In the Court of King’s Bench in Saskatchewan, Justice Timothy Keene found that a farmer had agreed to a contract by replying to a text message with the thumbs-up emoji.
The judge added that courts need to adapt to the “new reality” of communicating through technologies such as emojis.
The case in question was between South West Terminal and Achter Land & Cattle, and related to a contract to provide 86 tonnes of flax, as The Guardian reported.
In March 2021, South West Terminal buyer Kent Mikleborough sent a text message to clients advertising that the company was looking to buy the flax.
This led him to speak with Achter Land & Cattle’s Chris Achter on the phone and then send him a picture of the contract. Along with the photo, Mikleborough asked Achter to “please confirm [sic] flax contract”.

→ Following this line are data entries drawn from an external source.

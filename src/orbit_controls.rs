use std::f32::consts::{FRAC_PI_2, FRAC_PI_3, TAU};

use glam::{Vec2, Vec3};

use crate::camera::Camera;

#[derive(Debug, Clone)]
pub struct OrbitConfig {
    /// Polar angles are measured from straight up.
    pub min_polar_angle: f32,
    pub max_polar_angle: f32,
    pub min_distance: f32,
    pub max_distance: f32,
    pub enable_zoom: bool,
    pub enable_damping: bool,
    pub damping_factor: f32,
    pub rotate_speed: f32,
    pub zoom_speed: f32,
}

impl Default for OrbitConfig {
    fn default() -> Self {
        Self {
            min_polar_angle: FRAC_PI_3,
            max_polar_angle: FRAC_PI_2,
            min_distance: 3.0,
            max_distance: 8.0,
            enable_zoom: true,
            enable_damping: true,
            damping_factor: 0.05,
            rotate_speed: 1.0,
            zoom_speed: 1.0,
        }
    }
}

/// Orbits the camera around a fixed target. Panning is not supported.
pub struct OrbitControls {
    config: OrbitConfig,
    target: Vec3,
    radius: f32,
    /// Azimuth around +Y, measured from +Z.
    theta: f32,
    phi: f32,
    theta_delta: f32,
    phi_delta: f32,
    pending_scale: f32,
}

impl OrbitControls {
    pub fn new(config: OrbitConfig, camera: &Camera) -> Self {
        let offset = camera.eye - camera.target;
        let radius = offset.length().max(f32::EPSILON);

        let mut controls = Self {
            target: camera.target,
            radius,
            theta: offset.x.atan2(offset.z),
            phi: (offset.y / radius).clamp(-1.0, 1.0).acos(),
            theta_delta: 0.0,
            phi_delta: 0.0,
            pending_scale: 1.0,
            config,
        };
        controls.clamp();
        controls
    }

    /// Drag by `delta` pixels. A drag across the full viewport height is one turn.
    pub fn rotate(&mut self, delta: Vec2, viewport_height: f32) {
        let height = viewport_height.max(1.0);
        self.theta_delta -= TAU * delta.x / height * self.config.rotate_speed;
        self.phi_delta -= TAU * delta.y / height * self.config.rotate_speed;
    }

    /// Positive steps move the camera closer.
    pub fn zoom(&mut self, steps: f32) {
        if !self.config.enable_zoom {
            return;
        }

        self.pending_scale *= 0.95f32.powf(self.config.zoom_speed * steps);
    }

    pub fn distance(&self) -> f32 {
        self.radius
    }

    pub fn polar_angle(&self) -> f32 {
        self.phi
    }

    pub fn update(&mut self, camera: &mut Camera) {
        if self.config.enable_damping {
            let factor = self.config.damping_factor;
            self.theta += self.theta_delta * factor;
            self.phi += self.phi_delta * factor;
            self.theta_delta *= 1.0 - factor;
            self.phi_delta *= 1.0 - factor;
        } else {
            self.theta += self.theta_delta;
            self.phi += self.phi_delta;
            self.theta_delta = 0.0;
            self.phi_delta = 0.0;
        }

        self.radius *= self.pending_scale;
        self.pending_scale = 1.0;

        self.clamp();

        let sin_phi = self.phi.sin();
        let offset = Vec3::new(
            self.radius * sin_phi * self.theta.sin(),
            self.radius * self.phi.cos(),
            self.radius * sin_phi * self.theta.cos(),
        );

        camera.target = self.target;
        camera.eye = self.target + offset;
    }

    fn clamp(&mut self) {
        self.phi = self
            .phi
            .clamp(self.config.min_polar_angle, self.config.max_polar_angle)
            .clamp(f32::EPSILON, std::f32::consts::PI - f32::EPSILON);
        self.radius = self
            .radius
            .clamp(self.config.min_distance, self.config.max_distance);
    }
}

#[cfg(test)]
mod tests {
    use super::*;

    fn controls() -> (OrbitControls, Camera) {
        let camera = Camera::default();
        (OrbitControls::new(OrbitConfig::default(), &camera), camera)
    }

    #[test]
    fn starts_from_camera_position() {
        let (mut controls, mut camera) = controls();
        let eye = camera.eye;

        controls.update(&mut camera);

        assert!(camera.eye.abs_diff_eq(eye, 1e-4));
        assert!((controls.distance() - 29f32.sqrt()).abs() < 1e-4);
    }

    #[test]
    fn polar_angle_is_clamped() {
        let (mut controls, mut camera) = controls();

        // Drag far downwards, which would take the camera below the ground
        controls.rotate(Vec2::new(0.0, -10_000.0), 720.0);
        for _ in 0..200 {
            controls.update(&mut camera);
        }
        assert!((controls.polar_angle() - FRAC_PI_2).abs() < 1e-5);
        assert!(camera.eye.y.abs() < 1e-3);

        controls.rotate(Vec2::new(0.0, 20_000.0), 720.0);
        for _ in 0..200 {
            controls.update(&mut camera);
        }
        assert!((controls.polar_angle() - FRAC_PI_3).abs() < 1e-5);
    }

    #[test]
    fn zoom_is_clamped_to_distance_range() {
        let (mut controls, mut camera) = controls();

        controls.zoom(100.0);
        controls.update(&mut camera);
        assert_eq!(controls.distance(), 3.0);
        assert!(((camera.eye - camera.target).length() - 3.0).abs() < 1e-4);

        controls.zoom(-100.0);
        controls.update(&mut camera);
        assert_eq!(controls.distance(), 8.0);
    }

    #[test]
    fn damping_eases_rotation_out() {
        let (mut controls, mut camera) = controls();
        controls.rotate(Vec2::new(100.0, 0.0), 720.0);

        controls.update(&mut camera);
        let first_step = camera.eye;
        controls.update(&mut camera);
        let second_step = camera.eye;
        for _ in 0..500 {
            controls.update(&mut camera);
        }
        let settled = camera.eye;
        controls.update(&mut camera);

        assert!(first_step.distance(second_step) > 0.0);
        assert!(settled.distance(camera.eye) < 1e-4);
    }
}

Achter responded to this message with a thumbs-up emoji, but failed to deliver the flax.
The judge ruled that the use of the emoji had equated to Achter agreeing to the contract, and ordered him to pay $C82,000 ($92,500).
“This court readily acknowledges that a [thumbs-up] emoji is a non-traditional means to ‘sign’ a document but nevertheless under these circumstances this was a valid way to convey the two purposes of a ‘signature’,” Keene said in his ruling.
Achter argued that his use of the thumbs-up emoji was merely to confirm he had received the contract, rather than to agree to it.
“I deny that he accepted the thumbs-up emoji as a digital signature of the incomplete contract,” Achter said.
“I did not have time to review the flax contract and merely wanted to indicate that I did receive his text message.”
During cross-examination, Achter was asked whether he had ever googled the meaning of the thumbs-up emoji, leading his lawyer to say that, “my client is not an expert in emojis”.
The judge found that the thumbs-up emoji could be seen as indicating “I approve”, and that the pair had previously agreed to contracts over text messages using terms such as “looks good” and “yup”.
“The parties clearly understood these curt words were meant to be confirmation of the contract and not a mere acknowledgement of the receipt of the contract by Chris,” Keene said.
“There can be no other logical or credible explanation because the proof is in the pudding.”
The court heard that such a ruling could “open up the floodgates to allow all sorts of cases coming forward asking for interpretations as to what various different emojis mean”.
“This court cannot (nor should it) attempt to stem the tide of technology and common usage – this appears to be the new reality in Canadian society, and courts will have to be ready to meet the new challenges that may arise from the use of emojis and the like,” Keene said.
It’s not the first time a court has had to decide on the meaning of an emoji. A court found in 2017 that a couple in Israel had agreed to rent an apartment after they replied to a landlord’s text message with the champagne bottle, squirrel and comet emojis.